The Trump administration views congressional attempts to pass a new authorization for U.S. military operations in the Middle East as unnecessary, a State Department official said Wednesday.
The administration asserts that Congress’ 2001 war authorization covers its current military presence in the region, including U.S. air strikes against Syrian government-backed forces in May and June, according to a letter sent by State to Senate Foreign Relations Chairman Bob Corker on Thursday.
The formal explanation of the administration’s legal views comes hours before Secretary of State Rex Tillerson and Defense Secretary James Mattis are set to brief senators Thursday afternoon on the parameters of the current war authorization. Sens. Jeff Flake (R-Ariz.) and Tim Kaine (D-Va.) are leading a push for a new authorization in the Senate, while House Republican leaders last month headed off a bipartisan bid to repeal the 2001 authorization.
"The United States has sufficient legal authority to prosecute the campaign against al-Qa’ida and associated forces, including against the Islamic State of Iraq and Syria (ISIS)," Charles Faulkner of State’s Bureau of Legislative Affairs wrote to Corker.

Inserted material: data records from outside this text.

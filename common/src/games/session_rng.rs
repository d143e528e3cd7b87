use rand::rngs::StdRng;
use rand::{Rng, SeedableRng};

/// Per-session RNG with a recorded seed, so a session can be reproduced
/// from its logs.
pub struct SessionRng {
    rng: StdRng,
    seed: u64,
}

impl SessionRng {
    pub fn new(seed: u64) -> Self {
        Self {
            rng: StdRng::seed_from_u64(seed),
            seed,
        }
    }

    pub fn from_random() -> Self {
        let seed: u64 = rand::rng().random();
        Self::new(seed)
    }

    pub fn seed(&self) -> u64 {
        self.seed
    }

    pub fn random_range<T, R>(&mut self, range: R) -> T
    where
        T: rand::distr::uniform::SampleUniform,
        R: rand::distr::uniform::SampleRange<T>,
    {
        self.rng.random_range(range)
    }
}
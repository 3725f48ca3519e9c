//! Route resolution - hot path for every dynamic request.

#![deny(clippy::inefficient_to_string)]
#![deny(clippy::format_push_string)]
#![deny(clippy::unnecessary_to_owned)]

use crate::catalog::{CatalogSnapshot, EndpointCatalog};
use crate::config::EndpointDefinition;
use http::Method;
use smallvec::SmallVec;
use std::collections::HashMap;
use std::sync::Arc;
use std::time::{Duration, Instant};
use tracing::{debug, warn};

/// Maximum number of path parameters before heap allocation.
pub const MAX_INLINE_PARAMS: usize = 8;

/// Captured path parameters in template order.
///
/// Names are `Arc<str>` shared with the compiled template; values are per-request
/// data decoded from the URL.
pub type ParamVec = SmallVec<[(Arc<str>, String); MAX_INLINE_PARAMS]>;

/// A request path resolved to its endpoint.
///
/// Owned by the request in flight. Holding the endpoint `Arc` keeps the
/// definition alive even if the catalog is replaced while the request runs.
#[derive(Debug, Clone)]
pub struct ResolvedRoute {
    pub endpoint: Arc<EndpointDefinition>,
    pub path_params: ParamVec,
}

impl ResolvedRoute {
    /// Get a path parameter by name.
    #[inline]
    #[must_use]
    pub fn get_path_param(&self, name: &str) -> Option<&str> {
        self.path_params
            .iter()
            .find(|(k, _)| k.as_ref() == name)
            .map(|(_, v)| v.as_str())
    }

    /// Copy the path parameters into a map.
    /// Note: This allocates - use get_path_param() in hot paths instead
    #[must_use]
    pub fn path_params_map(&self) -> HashMap<String, String> {
        self.path_params
            .iter()
            .map(|(k, v)| (k.to_string(), v.clone()))
            .collect()
    }
}

/// Matches concrete request paths against the catalog's URL templates.
///
/// The first candidate in configuration order that matches wins. No
/// specificity ranking is applied: operators list literal templates such as
/// `/items/active` before general ones such as `/items/:id`.
#[derive(Clone)]
pub struct RouteResolver {
    catalog: Arc<EndpointCatalog>,
}

impl RouteResolver {
    #[must_use]
    pub fn new(catalog: Arc<EndpointCatalog>) -> Self {
        Self { catalog }
    }

    /// Resolve against the catalog snapshot that is current right now.
    ///
    /// # Returns
    ///
    /// * `Some(ResolvedRoute)` - the first matching endpoint and its path parameters
    /// * `None` - nothing matches (answered with 404 at the transport boundary)
    #[must_use]
    pub fn resolve(&self, method: &Method, path: &str) -> Option<ResolvedRoute> {
        let snapshot = self.catalog.snapshot();
        Self::resolve_in(&snapshot, method, path)
    }

    /// Resolve against an explicit snapshot.
    ///
    /// Pure function of `snapshot`, `method` and `path`.
    #[must_use]
    pub fn resolve_in(
        snapshot: &CatalogSnapshot,
        method: &Method,
        path: &str,
    ) -> Option<ResolvedRoute> {
        let match_start = Instant::now();
        let candidates = snapshot.lookup_candidates(method);

        let result = candidates.iter().find_map(|entry| {
            entry.template.match_path(path).map(|path_params| ResolvedRoute {
                endpoint: Arc::clone(&entry.endpoint),
                path_params,
            })
        });

        let match_duration = match_start.elapsed();
        match &result {
            Some(route) => {
                if match_duration > Duration::from_millis(1) {
                    warn!(
                        method = %method,
                        path = %path,
                        url_path = %route.endpoint.url_path,
                        candidates = candidates.len(),
                        duration_us = match_duration.as_micros(),
                        "Slow route matching detected"
                    );
                } else {
                    debug!(
                        method = %method,
                        path = %path,
                        url_path = %route.endpoint.url_path,
                        path_params = ?route.path_params,
                        duration_us = match_duration.as_micros(),
                        "Route matched"
                    );
                }
            }
            None => {
                debug!(
                    method = %method,
                    path = %path,
                    candidates = candidates.len(),
                    "No route matched"
                );
            }
        }
        result
    }
}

"This legal authority includes the 2001 Authorization for the Use of Military Force (AUMF) which authorizes the use of military force against these groups. Accordingly, the administration is not seeking revisions to the 2001 AUMF or additional authorizations to use force."
Addressing U.S. involvement in the Syrian civil war, Faulkner said that previous airstrikes approved by President Donald Trump "were limited and lawful measures to counter immediate threats to U.S. or partner forces engaged in that campaign."
"The United States does not seek to fight the Syrian Government or pro-Syrian-Government forces," Faulkner continued. "However, the United States will not hesitate to use necessary and proportionate force to defend U.S., Coalition, or partner forces engaged in the campaign against ISIS."